• _Problem description_: Could you please retype all of the data below exactly?

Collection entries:
= = = =

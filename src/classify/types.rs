//! Classification result and wire types.

use serde::{Deserialize, Serialize};
use strum_macros::{Display, EnumString};

use crate::config::FALLBACK_REASON;
use crate::extract::ProductRecord;

/// Trust status assigned to a product.
#[derive(
    Debug, Clone, Copy, PartialEq, Eq, Hash, Serialize, Deserialize, Display, EnumString,
)]
#[serde(rename_all = "lowercase")]
#[strum(serialize_all = "lowercase", ascii_case_insensitive)]
pub enum Status {
    /// The product looks legitimate.
    Legit,
    /// The product looks like a scam.
    Scam,
    /// The analysis was inconclusive or unavailable.
    Uncertain,
}

/// Outcome of classifying one product record.
///
/// `status` is always present, even when `succeeded` is false: failed
/// classifications carry the `uncertain` fallback with confidence 0.5.
#[derive(Debug, Clone, PartialEq)]
pub struct Classification {
    /// Whether the backend produced this result (false for fallbacks).
    pub succeeded: bool,
    /// Error description when the backend reported or caused a failure.
    pub error: Option<String>,
    /// Assigned trust status.
    pub status: Status,
    /// Backend confidence in `[0, 1]`.
    pub confidence: f64,
    /// Ordered human-readable reasons for the status.
    pub reasons: Vec<String>,
    /// Count of scam indicators the backend matched.
    pub scam_indicators: u32,
    /// Count of legitimacy indicators the backend matched.
    pub legit_indicators: u32,
}

impl Classification {
    /// The fail-soft fallback result: `uncertain` at confidence 0.5, cached
    /// under the same fingerprint so an unreachable backend is retried at
    /// most once per distinct product.
    pub fn fallback(error: impl Into<String>) -> Self {
        Classification {
            succeeded: false,
            error: Some(error.into()),
            status: Status::Uncertain,
            confidence: 0.5,
            reasons: vec![FALLBACK_REASON.to_string()],
            scam_indicators: 0,
            legit_indicators: 0,
        }
    }
}

impl From<AnalyzeResponse> for Classification {
    fn from(resp: AnalyzeResponse) -> Self {
        Classification {
            succeeded: resp.success,
            error: resp.error,
            status: resp.analysis.status,
            confidence: resp.analysis.confidence,
            reasons: resp.analysis.reasons,
            scam_indicators: resp.analysis.indicators.scam_indicators,
            legit_indicators: resp.analysis.indicators.legit_indicators,
        }
    }
}

/// Request body for `POST /analyze-product`.
#[derive(Debug, Serialize)]
pub struct AnalyzeRequest<'a> {
    /// Product title.
    pub title: &'a str,
    /// Product description.
    pub description: &'a str,
    /// Price text.
    pub price: &'a str,
    /// Seller name.
    pub seller: &'a str,
    /// Rating text.
    pub rating: &'a str,
    /// Review-count text.
    pub reviews_count: &'a str,
    /// Source page URL.
    pub url: &'a str,
}

impl<'a> From<&'a ProductRecord> for AnalyzeRequest<'a> {
    fn from(record: &'a ProductRecord) -> Self {
        AnalyzeRequest {
            title: &record.title,
            description: &record.description,
            price: &record.price,
            seller: &record.seller,
            rating: &record.rating,
            reviews_count: &record.reviews_count,
            url: &record.source_url,
        }
    }
}

/// Response body of `POST /analyze-product`.
#[derive(Debug, Deserialize)]
pub struct AnalyzeResponse {
    /// Whether the backend analysis succeeded.
    pub success: bool,
    /// Backend-reported error, if any.
    #[serde(default)]
    pub error: Option<String>,
    /// The analysis payload.
    pub analysis: AnalysisBody,
}

/// Analysis payload within an [`AnalyzeResponse`].
#[derive(Debug, Deserialize)]
pub struct AnalysisBody {
    /// Assigned trust status.
    pub status: Status,
    /// Confidence in `[0, 1]`.
    pub confidence: f64,
    /// Ordered reasons.
    #[serde(default)]
    pub reasons: Vec<String>,
    /// Indicator counts.
    #[serde(default)]
    pub indicators: IndicatorCounts,
}

/// Indicator counts within an analysis.
#[derive(Debug, Deserialize, Default)]
pub struct IndicatorCounts {
    /// Scam indicators matched.
    #[serde(default)]
    pub scam_indicators: u32,
    /// Legitimacy indicators matched.
    #[serde(default)]
    pub legit_indicators: u32,
}

#[cfg(test)]
mod tests {
    use super::*;
    use std::str::FromStr;

    #[test]
    fn status_round_trips_through_serde_and_strum() {
        assert_eq!(serde_json::to_string(&Status::Scam).unwrap(), "\"scam\"");
        let parsed: Status = serde_json::from_str("\"legit\"").unwrap();
        assert_eq!(parsed, Status::Legit);
        assert_eq!(Status::from_str("uncertain").unwrap(), Status::Uncertain);
        assert_eq!(Status::Scam.to_string(), "scam");
    }

    #[test]
    fn fallback_is_uncertain_at_half_confidence() {
        let c = Classification::fallback("connection refused");
        assert!(!c.succeeded);
        assert_eq!(c.status, Status::Uncertain);
        assert_eq!(c.confidence, 0.5);
        assert_eq!(c.reasons, vec![FALLBACK_REASON.to_string()]);
        assert_eq!((c.scam_indicators, c.legit_indicators), (0, 0));
    }

    #[test]
    fn response_deserializes_wire_format() {
        let body = r#"{
            "success": true,
            "analysis": {
                "status": "scam",
                "confidence": 0.87,
                "reasons": ["Price anomaly"],
                "indicators": {"scam_indicators": 3, "legit_indicators": 0}
            }
        }"#;
        let resp: AnalyzeResponse = serde_json::from_str(body).unwrap();
        let c = Classification::from(resp);
        assert!(c.succeeded);
        assert_eq!(c.status, Status::Scam);
        assert_eq!(c.confidence, 0.87);
        assert_eq!(c.reasons, vec!["Price anomaly".to_string()]);
        assert_eq!(c.scam_indicators, 3);
    }
}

= = = =

• _Result of the exercise_:
filename src/classify/types.rs
//! Classification result and wire types.

use serde::{Deserialize, Serialize};
use strum_macros::{Display, EnumString};

use crate::config::FALLBACK_REASON;
use crate::extract::ProductRecord;

/// Trust status assigned to a product.
#[derive(
    Debug, Clone, Copy, PartialEq, Eq, Hash, Serialize, Deserialize, Display, EnumString,
)]
#[serde(rename_all = "lowercase")]
#[strum(serialize_all = "lowercase", ascii_case_insensitive)]
pub enum Status {
    /// The product looks legitimate.
    Legit,
    /// The product looks like a scam.
    Scam,
    /// The analysis was inconclusive or unavailable.
    Uncertain,
}

/// Outcome of classifying one product record.
///
/// `status` is always present, even when `succeeded` is false: failed
/// classifications carry the `uncertain` fallback with confidence 0.5.
#[derive(Debug, Clone, PartialEq)]
pub struct Classification {
    /// Whether the backend produced this result (false for fallbacks).
    pub succeeded: bool,
    /// Error description when the backend reported or caused a failure.
    pub error: Option<String>,
    /// Assigned trust status.
    pub status: Status,
    /// Backend confidence in `[0, 1]`.
    pub confidence: f64,
    /// Ordered human-readable reasons for the status.
    pub reasons: Vec<String>,
    /// Count of scam indicators the backend matched.
    pub scam_indicators: u32,
    /// Count of legitimacy indicators the backend matched.
    pub legit_indicators: u32,
}

impl Classification {
    /// The fail-soft fallback result: `uncertain` at confidence 0.5, cached
    /// under the same fingerprint so an unreachable backend is retried at
    /// most once per distinct product.
    pub fn fallback(error: impl Into<String>) -> Self {
        Classification {
            succeeded: false,
            error: Some(error.into()),
            status: Status::Uncertain,
            confidence: 0.5,
            reasons: vec![FALLBACK_REASON.to_string()],
            scam_indicators: 0,
            legit_indicators: 0,
        }
    }
}

impl From<AnalyzeResponse> for Classification {
    fn from(resp: AnalyzeResponse) -> Self {
        Classification {
            succeeded: resp.success,
            error: resp.error,
            status: resp.analysis.status,
            confidence: resp.analysis.confidence,
            reasons: resp.analysis.reasons,
            scam_indicators: resp.analysis.indicators.scam_indicators,
            legit_indicators: resp.analysis.indicators.legit_indicators,
        }
    }
}

/// Request body for `POST /analyze-product`.
#[derive(Debug, Serialize)]
pub struct AnalyzeRequest<'a> {
    /// Product title.
    pub title: &'a str,
    /// Product description.
    pub description: &'a str,
    /// Price text.
    pub price: &'a str,
    /// Seller name.
    pub seller: &'a str,
    /// Rating text.
    pub rating: &'a str,
    /// Review-count text.
    pub reviews_count: &'a str,
    /// Source page URL.
    pub url: &'a str,
}

impl<'a> From<&'a ProductRecord> for AnalyzeRequest<'a> {
    fn from(record: &'a ProductRecord) -> Self {
        AnalyzeRequest {
            title: &record.title,
            description: &record.description,
            price: &record.price,
            seller: &record.seller,
            rating: &record.rating,
            reviews_count: &record.reviews_count,
            url: &record.source_url,
        }
    }
}

/// Response body of `POST /analyze-product`.
#[derive(Debug, Deserialize)]
pub struct AnalyzeResponse {
    /// Whether the backend analysis succeeded.
    pub success: bool,
    /// Backend-reported error, if any.
    #[serde(default)]
    pub error: Option<String>,
    /// The analysis payload.
    pub analysis: AnalysisBody,
}

/// Analysis payload within an [`AnalyzeResponse`].
#[derive(Debug, Deserialize)]
pub struct AnalysisBody {
    /// Assigned trust status.
    pub status: Status,
    /// Confidence in `[0, 1]`.
    pub confidence: f64,
    /// Ordered reasons.
    #[serde(default)]
    pub reasons: Vec<String>,
    /// Indicator counts.
    #[serde(default)]
    pub indicators: IndicatorCounts,
}

/// Indicator counts within an analysis.
#[derive(Debug, Deserialize, Default)]
pub struct IndicatorCounts {
    /// Scam indicators matched.
    #[serde(default)]
    pub scam_indicators: u32,
    /// Legitimacy indicators matched.
    #[serde(default)]
    pub legit_indicators: u32,
}

#[cfg(test)]
mod tests {
    use super::*;
    use std::str::FromStr;

    #[test]
    fn status_round_trips_through_serde_and_strum() {
        assert_eq!(serde_json::to_string(&Status::Scam).unwrap(), "\"scam\"");
        let parsed: Status = serde_json::from_str("\"legit\"").unwrap();
        assert_eq!(parsed, Status::Legit);
        assert_eq!(Status::from_str("uncertain").unwrap(), Status::Uncertain);
        assert_eq!(Status::Scam.to_string(), "scam");
    }

    #[test]
    fn fallback_is_uncertain_at_half_confidence() {
        let c = Classification::fallback("connection refused");
        assert!(!c.succeeded);
        assert_eq!(c.status, Status::Uncertain);
        assert_eq!(c.confidence, 0.5);
        assert_eq!(c.reasons, vec![FALLBACK_REASON.to_string()]);
        assert_eq!((c.scam_indicators, c.legit_indicators), (0, 0));
    }

    #[test]
    fn response_deserializes_wire_format() {
        let body = r#"{
            "success": true,
            "analysis": {
                "status": "scam",
                "confidence": 0.87,
                "reasons": ["Price anomaly"],
                "indicators": {"scam_indicators": 3, "legit_indicators": 0}
            }
        }"#;
        let resp: AnalyzeResponse = serde_json::from_str(body).unwrap();
        let c = Classification::from(resp);
        assert!(c.succeeded);
        assert_eq!(c.status, Status::Scam);
        assert_eq!(c.confidence, 0.87);
        assert_eq!(c.reasons, vec!["Price anomaly".to_string()]);
        assert_eq!(c.scam_indicators, 3);
    }
}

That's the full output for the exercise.